» **Try it**: Reproduce precisely the lines between the start of the data below and the line with "pub fn queued_count(&self)", both included.
[Opening Input data section]
//! Application state owned by the UI loop.
//!
//! The transcript, the committed history and the turn queue are only mutated
//! here, on the UI loop. Workers receive a [`TurnTicket`] holding a history
//! snapshot and report back through [`App::complete_turn`] or
//! [`App::fail_turn`].

use std::collections::VecDeque;

use tracing::debug;

use crate::core::message::{ConversationHistory, Message, TranscriptEntry};
use crate::core::orchestrator::{CompletedTurn, TurnError, TurnEvent, Verdict};

pub mod ui_state;

pub use ui_state::UiState;

pub const STATUS_READY: &str = "Ready";
pub const STATUS_PROCESSING: &str = "Processing...";
const STATUS_HINTS: &str = "Enter: Send | Ctrl+C: Quit";

/// Everything a worker needs to run one turn.
#[derive(Debug, Clone, PartialEq)]
pub struct TurnTicket {
    pub id: u64,
    pub user_message: String,
    pub history: Vec<Message>,
}

pub struct App {
    pub persona_name: String,
    pub transcript: VecDeque<TranscriptEntry>,
    history: ConversationHistory,
    pending: VecDeque<String>,
    in_flight: Option<u64>,
    next_turn_id: u64,
    pub ui: UiState,
}

impl App {
    pub fn new(persona_name: impl Into<String>) -> Self {
        let persona_name = persona_name.into();
        let mut transcript = VecDeque::new();
        transcript.push_back(TranscriptEntry::app_info(format!(
            "Welcome! Chat with {persona_name}. Press Ctrl+C to quit."
        )));
        Self {
            persona_name,
            transcript,
            history: ConversationHistory::new(),
            pending: VecDeque::new(),
            in_flight: None,
            next_turn_id: 1,
            ui: UiState::new(),
        }
    }

    pub fn history(&self) -> &ConversationHistory {
        &self.history
    }

    pub fn is_processing(&self) -> bool {
        self.in_flight.is_some()
    }

    pub fn queued_count(&self) -> usize {
        self.pending.len()
    }

    pub fn status(&self) -> &'static str {
        if self.is_processing() {
            STATUS_PROCESSING
        } else {
            STATUS_READY
        }
    }

    pub fn status_line(&self) -> String {
        match self.queued_count() {
            0 => format!("{} | {STATUS_HINTS}", self.status()),
            queued => format!("{} ({queued} queued) | {STATUS_HINTS}", self.status()),
        }
    }

    fn push_entry(&mut self, entry: TranscriptEntry) {
        self.transcript.push_back(entry);
    }

    /// Takes the input box contents as a new user message. Returns a ticket
    /// when the message can start right away; otherwise it waits in the queue
    /// behind the turn in flight.
    pub fn submit_input(&mut self) -> Option<TurnTicket> {
        let message = self.ui.take_input()?;
        self.push_entry(TranscriptEntry::user(message.clone()));
        self.ui.scroll_to_bottom();

        if self.in_flight.is_some() {
            debug!(queued = self.pending.len() + 1, "turn queued");
            self.pending.push_back(message);
            return None;
        }
        Some(self.dispatch(message))
    }

    fn dispatch(&mut self, user_message: String) -> TurnTicket {
        let id = self.next_turn_id;
        self.next_turn_id += 1;
        self.in_flight = Some(id);
        TurnTicket {
            id,
            user_message,
            history: self.history.messages().to_vec(),
        }
    }

    fn dispatch_next(&mut self) -> Option<TurnTicket> {
        let next = self.pending.pop_front()?;
        Some(self.dispatch(next))
    }

    fn is_current(&self, id: u64) -> bool {
        self.in_flight == Some(id)
    }

    pub fn apply_turn_event(&mut self, id: u64, event: &TurnEvent) {
        if !self.is_current(id) {
            return;
        }
        let entry = match event {
            TurnEvent::EvaluationPassed => TranscriptEntry::app_info("✓ Evaluation: Passed"),
            TurnEvent::EvaluationFailed { feedback } => {
                TranscriptEntry::app_warning(format!("✗ Evaluation: Failed - {feedback}"))
            }
            TurnEvent::Regenerating => TranscriptEntry::app_info("Regenerating response..."),
        };
        self.push_entry(entry);
    }

    /// Commits a finished turn to history, shows the reply, and hands back the
    /// next queued turn if there is one.
    pub fn complete_turn(&mut self, id: u64, turn: CompletedTurn) -> Option<TurnTicket> {
        if !self.is_current(id) {
            return None;
        }
        match &turn.verdict {
            Verdict::Accepted => debug!(turn = id, "reply accepted on first draft"),
            Verdict::Corrected { feedback } => {
                debug!(turn = id, %feedback, "reply replaced by corrected draft")
            }
        }
        turn.commit(&mut self.history);
        self.push_entry(TranscriptEntry::assistant(turn.reply));
        self.in_flight = None;
        self.dispatch_next()
    }

    /// Reports a failed turn. History is left untouched.
    pub fn fail_turn(&mut self, id: u64, error: &TurnError) -> Option<TurnTicket> {
        if !self.is_current(id) {
            return None;
        }
        self.push_entry(TranscriptEntry::app_error(format!("Error: {error}")));
        self.in_flight = None;
        self.dispatch_next()
    }

    pub fn request_exit(&mut self) {
        self.ui.exit_requested = true;
    }
}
[Closing Input data section]
» **Exercise response**:
//! Application state owned by the UI loop.
//!
//! The transcript, the committed history and the turn queue are only mutated
//! here, on the UI loop. Workers receive a [`TurnTicket`] holding a history
//! snapshot and report back through [`App::complete_turn`] or
//! [`App::fail_turn`].

use std::collections::VecDeque;

use tracing::debug;

use crate::core::message::{ConversationHistory, Message, TranscriptEntry};
use crate::core::orchestrator::{CompletedTurn, TurnError, TurnEvent, Verdict};

pub mod ui_state;

pub use ui_state::UiState;

pub const STATUS_READY: &str = "Ready";
pub const STATUS_PROCESSING: &str = "Processing...";
const STATUS_HINTS: &str = "Enter: Send | Ctrl+C: Quit";

/// Everything a worker needs to run one turn.
#[derive(Debug, Clone, PartialEq)]
pub struct TurnTicket {
    pub id: u64,
    pub user_message: String,
    pub history: Vec<Message>,
}

pub struct App {
    pub persona_name: String,
    pub transcript: VecDeque<TranscriptEntry>,
    history: ConversationHistory,
    pending: VecDeque<String>,
    in_flight: Option<u64>,
    next_turn_id: u64,
    pub ui: UiState,
}

impl App {
    pub fn new(persona_name: impl Into<String>) -> Self {
        let persona_name = persona_name.into();
        let mut transcript = VecDeque::new();
        transcript.push_back(TranscriptEntry::app_info(format!(
            "Welcome! Chat with {persona_name}. Press Ctrl+C to quit."
        )));
        Self {
            persona_name,
            transcript,
            history: ConversationHistory::new(),
            pending: VecDeque::new(),
            in_flight: None,
            next_turn_id: 1,
            ui: UiState::new(),
        }
    }

    pub fn history(&self) -> &ConversationHistory {
        &self.history
    }

    pub fn is_processing(&self) -> bool {
        self.in_flight.is_some()
    }

    pub fn queued_count(&self) -> usize {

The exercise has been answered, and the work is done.